04-28-2018, 05:31 PM
jdc wrote:
The only relevant posts are Lew, sekker, clay and fitz. All real world users.
The OS hitting the drive might happen, but newer MBPs don’t have a “SSD” like the one in your current MBP — which is prob maxes around 280 MB/s. The “flash” type drives in MBPs are getting 3000 MB/s — a 10X increase in speed.
"SSD" and "Flash" can be used interchangeably in this context... And Apple is phasing out the word "flash" from their tech specs since "SSD" is the more commonly understood word.
...A mid-2009 would have a SATA 3 bus (whole big kerfluffle about Apple having to issue a firmware update to unlock SATA 3 speeds), which would max out an average SSD. Could easily get 700MB per second.

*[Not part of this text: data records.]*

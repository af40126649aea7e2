//! Admission gate: bounded concurrency that sheds load instead of queueing.

use std::sync::Arc;

use numlease_types::{LeaseError, Result};
use tokio::sync::{OwnedSemaphorePermit, Semaphore, TryAcquireError};

/// A fixed pool of permits. Callers that find it empty are told `Busy`.
#[derive(Debug, Clone)]
pub struct AdmissionGate {
    permits: Arc<Semaphore>,
    capacity: usize,
}

/// Held for the duration of one admitted operation; dropping it frees the slot.
#[derive(Debug)]
pub struct Admission {
    _permit: OwnedSemaphorePermit,
}

impl AdmissionGate {
    #[must_use]
    pub fn new(capacity: usize) -> Self {
        Self {
            permits: Arc::new(Semaphore::new(capacity)),
            capacity,
        }
    }

    /// Take a permit without waiting.
    pub fn try_admit(&self) -> Result<Admission> {
        match Arc::clone(&self.permits).try_acquire_owned() {
            Ok(permit) => Ok(Admission { _permit: permit }),
            Err(TryAcquireError::NoPermits) => {
                tracing::debug!(capacity = self.capacity, "Admission refused");
                Err(LeaseError::Busy {
                    capacity: self.capacity,
                })
            }
            Err(TryAcquireError::Closed) => {
                Err(LeaseError::Internal("admission gate closed".into()))
            }
        }
    }

    #[must_use]
    pub fn capacity(&self) -> usize {
        self.capacity
    }

    /// Permits free right now.
    #[must_use]
    pub fn available(&self) -> usize {
        self.permits.available_permits()
    }
}

#[cfg(test)]
mod tests {
    use super::*;

    #[test]
    fn full_gate_is_busy() {
        let gate = AdmissionGate::new(2);
        let a = gate.try_admit().unwrap();
        let _b = gate.try_admit().unwrap();
        assert_eq!(gate.available(), 0);

        let err = gate.try_admit().unwrap_err();
        assert_eq!(err, LeaseError::Busy { capacity: 2 });
        assert_eq!(err.http_status(), 503);

        drop(a);
        assert_eq!(gate.available(), 1);
        assert!(gate.try_admit().is_ok());
    }

    #[test]
    fn clones_share_permits() {
        let gate = AdmissionGate::new(1);
        let other = gate.clone();
        let _held = gate.try_admit().unwrap();
        assert!(other.try_admit().is_err());
    }
}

The 2015 MBP (with > 256GB storage) can hit 1.4GB per second read speeds. Very fast, but only about twice as fast as the 2009 with 3rd party SSD upgrade. (The flash modules are slower with 256GB or less storage.)
If you're running High Sierra, you can easily detect a decrease in performance of a SSD in a 2015 "silver" MBP, especially if you're running the latest Office and Adobe apps. If you've got FileVault enabled with APFS, it's slow enough that you'll feel the difference with every task, even on a brand new 2017 MBP.
...And BTW: Apple striped two flash drives to get 3000MB per second on the new iMac Pro. You're not going to get that kind of speed out of a Mac laptop's flash drive.